──────── Source data

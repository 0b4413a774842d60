//! Async facade over the capacity service and its event stream.

/// Event stream types emitted by the runtime.
pub mod events;
/// Handle, gated admin entry points, and drift monitor.
pub mod handle;
//! Transaction-scoped advisory locks keyed by a hash of a logical id.

use std::collections::hash_map::DefaultHasher;
use std::hash::{Hash, Hasher};
use std::sync::{Condvar, Mutex};

use hashbrown::HashSet;
use tracing::debug;

use crate::persist::{PersistError, PersistResult};

/// Hashed lock key. Distinct ids may collide; a collision only
/// over-serializes, it never lets two holders in at once.
#[derive(Debug, Clone, Copy, PartialEq, Eq, Hash)]
pub struct LockKey(pub u64);

impl LockKey {
    /// Derives the key for a reservation (or any other string id).
    pub fn for_id(id: &str) -> Self {
        let mut hasher = DefaultHasher::new();
        id.hash(&mut hasher);
        Self(hasher.finish())
    }
}

/// In-process registry of held keys.
#[derive(Debug, Default)]
pub struct AdvisoryLocks {
    held: Mutex<HashSet<LockKey>>,
    released: Condvar,
}

impl AdvisoryLocks {
    /// Creates an empty registry.
    pub fn new() -> Self {
        Self::default()
    }

    /// Blocks until `key` is free, then holds it until the guard drops.
    pub fn acquire(&self, key: LockKey) -> PersistResult<AdvisoryGuard<'_>> {
        let mut held = self.held.lock().map_err(|_| PersistError::Poisoned)?;
        while held.contains(&key) {
            debug!(key = key.0, "waiting on advisory lock");
            held = self
                .released
                .wait(held)
                .map_err(|_| PersistError::Poisoned)?;
        }
        held.insert(key);
        Ok(AdvisoryGuard { locks: self, key })
    }

    #[cfg(test)]
    fn is_held(&self, key: LockKey) -> bool {
        self.held
            .lock()
            .map(|held| held.contains(&key))
            .unwrap_or(false)
    }
}

/// Releases its key on drop, after the surrounding transaction ends.
#[derive(Debug)]
pub struct AdvisoryGuard<'a> {
    locks: &'a AdvisoryLocks,
    key: LockKey,
}

impl Drop for AdvisoryGuard<'_> {
    fn drop(&mut self) {
        // A poisoned set still has to forget the key or waiters hang forever.
        let mut held = match self.locks.held.lock() {
            Ok(held) => held,
            Err(poisoned) => poisoned.into_inner(),
        };
        held.remove(&self.key);
        drop(held);
        self.locks.released.notify_all();
    }
}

────────────────

* **Assignment**: Set down each entry again, unchanged.

* **Task output**:
repository 0b4413a774842d60
//! Async facade over the capacity service and its event stream.

/// Event stream types emitted by the runtime.
pub mod events;
/// Handle, gated admin entry points, and drift monitor.
pub mod handle;
//! Transaction-scoped advisory locks keyed by a hash of a logical id.

use std::collections::hash_map::DefaultHasher;
use std::hash::{Hash, Hasher};
use std::sync::{Condvar, Mutex};

use hashbrown::HashSet;
use tracing::debug;

use crate::persist::{PersistError, PersistResult};

/// Hashed lock key. Distinct ids may collide; a collision only
/// over-serializes, it never lets two holders in at once.
#[derive(Debug, Clone, Copy, PartialEq, Eq, Hash)]
pub struct LockKey(pub u64);

impl LockKey {
    /// Derives the key for a reservation (or any other string id).
    pub fn for_id(id: &str) -> Self {
        let mut hasher = DefaultHasher::new();
        id.hash(&mut hasher);
        Self(hasher.finish())
    }
}

/// In-process registry of held keys.
#[derive(Debug, Default)]
pub struct AdvisoryLocks {
    held: Mutex<HashSet<LockKey>>,
    released: Condvar,
}

impl AdvisoryLocks {
    /// Creates an empty registry.
    pub fn new() -> Self {
        Self::default()
    }

    /// Blocks until `key` is free, then holds it until the guard drops.
    pub fn acquire(&self, key: LockKey) -> PersistResult<AdvisoryGuard<'_>> {
        let mut held = self.held.lock().map_err(|_| PersistError::Poisoned)?;
        while held.contains(&key) {
            debug!(key = key.0, "waiting on advisory lock");
            held = self
                .released
                .wait(held)
                .map_err(|_| PersistError::Poisoned)?;
        }
        held.insert(key);
        Ok(AdvisoryGuard { locks: self, key })
    }

    #[cfg(test)]
    fn is_held(&self, key: LockKey) -> bool {
        self.held
            .lock()
            .map(|held| held.contains(&key))
            .unwrap_or(false)
    }
}

/// Releases its key on drop, after the surrounding transaction ends.
#[derive(Debug)]
pub struct AdvisoryGuard<'a> {
    locks: &'a AdvisoryLocks,
    key: LockKey,
}

impl Drop for AdvisoryGuard<'_> {
    fn drop(&mut self) {
        // A poisoned set still has to forget the key or waiters hang forever.
        let mut held = match self.locks.held.lock() {
            Ok(held) => held,
            Err(poisoned) => poisoned.into_inner(),
        };
        held.remove(&self.key);
        drop(held);
        self.locks.released.notify_all();
    }
}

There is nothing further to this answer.